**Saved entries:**
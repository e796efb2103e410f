use crate::coding::{Decode, DecodeError, Encode, EncodeError};

/// The status of an object, a varint on the wire.
///
/// Anything other than [ObjectStatus::Normal] means the object has no payload.
#[derive(Clone, Copy, Debug, Default, PartialEq, Eq)]
pub enum ObjectStatus {
	#[default]
	Normal = 0x0,

	/// The object does not exist and never will.
	DoesNotExist = 0x1,

	/// The group ended at the previous object.
	EndOfGroup = 0x2,

	/// The track and group ended at the previous object.
	EndOfTrackAndGroup = 0x3,
}

impl ObjectStatus {
	/// A terminal status closes the stream carrying it.
	pub fn is_terminal(&self) -> bool {
		matches!(self, Self::EndOfGroup | Self::EndOfTrackAndGroup)
	}
}

impl Decode for ObjectStatus {
	fn decode<R: bytes::Buf>(r: &mut R) -> Result<Self, DecodeError> {
		match u64::decode(r)? {
			0x0 => Ok(Self::Normal),
			0x1 => Ok(Self::DoesNotExist),
			0x2 => Ok(Self::EndOfGroup),
			0x3 => Ok(Self::EndOfTrackAndGroup),
			t => Err(DecodeError::InvalidObjectStatus(t)),
		}
	}
}

impl Encode for ObjectStatus {
	fn encode<W: bytes::BufMut>(&self, w: &mut W) -> Result<(), EncodeError> {
		(*self as u64).encode(w)
	}
}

**GOAL OF THE EXERCISE:** The response must contain exactly the lines from the one with "and group ended at the previous object." to the end of the entries above, both included, and nothing more.

**WRITTEN ANSWER:**
	/// The track and group ended at the previous object.
	EndOfTrackAndGroup = 0x3,
}

impl ObjectStatus {
	/// A terminal status closes the stream carrying it.
	pub fn is_terminal(&self) -> bool {
		matches!(self, Self::EndOfGroup | Self::EndOfTrackAndGroup)
	}
}

impl Decode for ObjectStatus {
	fn decode<R: bytes::Buf>(r: &mut R) -> Result<Self, DecodeError> {
		match u64::decode(r)? {
			0x0 => Ok(Self::Normal),
			0x1 => Ok(Self::DoesNotExist),
			0x2 => Ok(Self::EndOfGroup),
			0x3 => Ok(Self::EndOfTrackAndGroup),
			t => Err(DecodeError::InvalidObjectStatus(t)),
		}
	}
}

impl Encode for ObjectStatus {
	fn encode<W: bytes::BufMut>(&self, w: &mut W) -> Result<(), EncodeError> {
		(*self as u64).encode(w)
	}
}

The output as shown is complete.